An alternative hypothesis for effects of attention that has not been emphasized thus far in this paper is a response gain mechanism (e.g. Ling & Carrasco, 2006; Morrone, Denti & Spinelli, 2004). Response gain models are like contrast gain models in that they propose that selection acts by a multiplicative modulation of stimulus information. Response gain differs from contrast gain in that the modulation is of the internal response rather than of the effective stimulus. The two models are identical if the internal response is proportional to the relevant attribute of the stimulus. However, if the internal response is not proportional, such as is the case for contrast response functions that are compressive, the two models can act differently. Most relevant for current purposes is that for strong saturating signals (i.e., above threshold stimuli), response gain models make the same predictions as the all-or-none mixture model. Thus, response gain can in principle account for effects on both threshold and asymptotic performance. The question is whether a given model can systematically predict the conditions under which the two possible effects attain. To pursue this, one needs to manipulate not only attention, but also adaptation in order to probe the system at points at which a response-gain model predicts threshold effects (i.e., low levels of adaptation) and points at which it predicts asymptote effects (i.e., high levels of adaptation). Studies of this sort are just beginning to appear (Huang & Dobkins, 2005; Pestilli, Viera & Carrasco, 2007). Given that asymptote effects are predicted from a response gain model at high levels of adaptation, rather than low, we suspect that the role of response gain in yielding the asymptote effects that we observed here is limited. This is because we used a contrast detection task and conditions that minimize contrast adaptation. Nonetheless, a definitive experiment remains to be done that distinguishes between response gain and an all-or-none mixture model.

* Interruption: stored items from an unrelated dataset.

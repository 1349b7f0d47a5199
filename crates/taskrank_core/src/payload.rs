use crate::error::AppError;
use crate::model::Task;
use serde::Serialize;
use serde_json::Value;

pub const INVALID_BULK_JSON: &str = "❌ Invalid JSON in bulk input. Please fix it and try again.";
pub const BULK_NOT_ARRAY: &str = "❌ Bulk JSON must be an array of tasks.";
pub const NO_TASKS: &str = "⚠️ No tasks to send. Add tasks or paste bulk JSON first.";

/// The request body for one submission. Serializes as a JSON array.
#[derive(Debug, Clone, PartialEq, Serialize)]
#[serde(untagged)]
pub enum Payload {
    Bulk(Vec<Value>),
    Tasks(Vec<Task>),
}

impl Payload {
    pub fn len(&self) -> usize {
        match self {
            Self::Bulk(items) => items.len(),
            Self::Tasks(tasks) => tasks.len(),
        }
    }

    pub fn is_empty(&self) -> bool {
        self.len() == 0
    }

    pub fn source(&self) -> &'static str {
        match self {
            Self::Bulk(_) => "bulk",
            Self::Tasks(_) => "tasks",
        }
    }
}

/// Non-empty bulk text always wins over the accumulated list.
pub fn build_payload(bulk: &str, tasks: &[Task]) -> Result<Payload, AppError> {
    if !bulk.trim().is_empty() {
        let parsed: Value = serde_json::from_str(bulk).map_err(|err| {
            tracing::debug!(error = %err, "bulk input is not valid JSON");
            AppError::validation(INVALID_BULK_JSON)
        })?;

        return match parsed {
            Value::Array(items) => Ok(Payload::Bulk(items)),
            _ => Err(AppError::validation(BULK_NOT_ARRAY)),
        };
    }

    if tasks.is_empty() {
        return Err(AppError::validation(NO_TASKS));
    }

    Ok(Payload::Tasks(tasks.to_vec()))
}

#[cfg(test)]
mod tests {
    use super::{BULK_NOT_ARRAY, INVALID_BULK_JSON, NO_TASKS, Payload, build_payload};
    use crate::error::AppError;
    use crate::form::TaskForm;

    #[test]
    fn bulk_json_takes_precedence_over_list() {
        let tasks = vec![TaskForm::titled("from list").to_task().unwrap()];
        let payload = build_payload(r#"[{"title":"from bulk"}]"#, &tasks).unwrap();

        match payload {
            Payload::Bulk(items) => {
                assert_eq!(items.len(), 1);
                assert_eq!(items[0]["title"], "from bulk");
            }
            other => panic!("unexpected payload: {other:?}"),
        }
    }

    #[test]
    fn empty_bulk_array_is_still_bulk() {
        let tasks = vec![TaskForm::titled("from list").to_task().unwrap()];
        let payload = build_payload("[]", &tasks).unwrap();

        assert_eq!(payload.source(), "bulk");
        assert!(payload.is_empty());
    }

    #[test]
    fn invalid_bulk_is_rejected() {
        let tasks = vec![TaskForm::titled("from list").to_task().unwrap()];
        let err = build_payload("[{", &tasks).unwrap_err();
        assert_eq!(err, AppError::validation(INVALID_BULK_JSON));

        let err = build_payload(r#"{"title":"x"}"#, &tasks).unwrap_err();
        assert_eq!(err, AppError::validation(BULK_NOT_ARRAY));
    }

    #[test]
    fn whitespace_bulk_falls_back_to_list() {
        let tasks = vec![TaskForm::titled("from list").to_task().unwrap()];
        let payload = build_payload("  \n ", &tasks).unwrap();

        assert_eq!(payload, Payload::Tasks(tasks));
    }

    #[test]
    fn empty_list_without_bulk_is_rejected() {
        let err = build_payload("", &[]).unwrap_err();
        assert_eq!(err, AppError::validation(NO_TASKS));
    }

    #[test]
    fn task_payload_serializes_as_array() {
        let tasks = vec![TaskForm::titled("solo").to_task().unwrap()];
        let payload = build_payload("", &tasks).unwrap();
        let value = serde_json::to_value(&payload).unwrap();

        assert_eq!(
            value,
            serde_json::json!([{
                "title": "solo",
                "due_date": null,
                "estimated_hours": 1.0,
                "importance": 5,
                "dependencies": []
            }])
        );
    }
}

The discussion thus far has said little about where in processing the selection of information might occur. This is intentional because one can imagine both early and late selection versions of the theories described thus far. For an early selection version, one can select the spatial channels for “early vision” at the cued location and ignore those at other locations. For a late selection version, one can select fully formed perceptual objects at the cued location and ignore other objects. Distinguishing among these alternatives is very interesting but beyond this initial study.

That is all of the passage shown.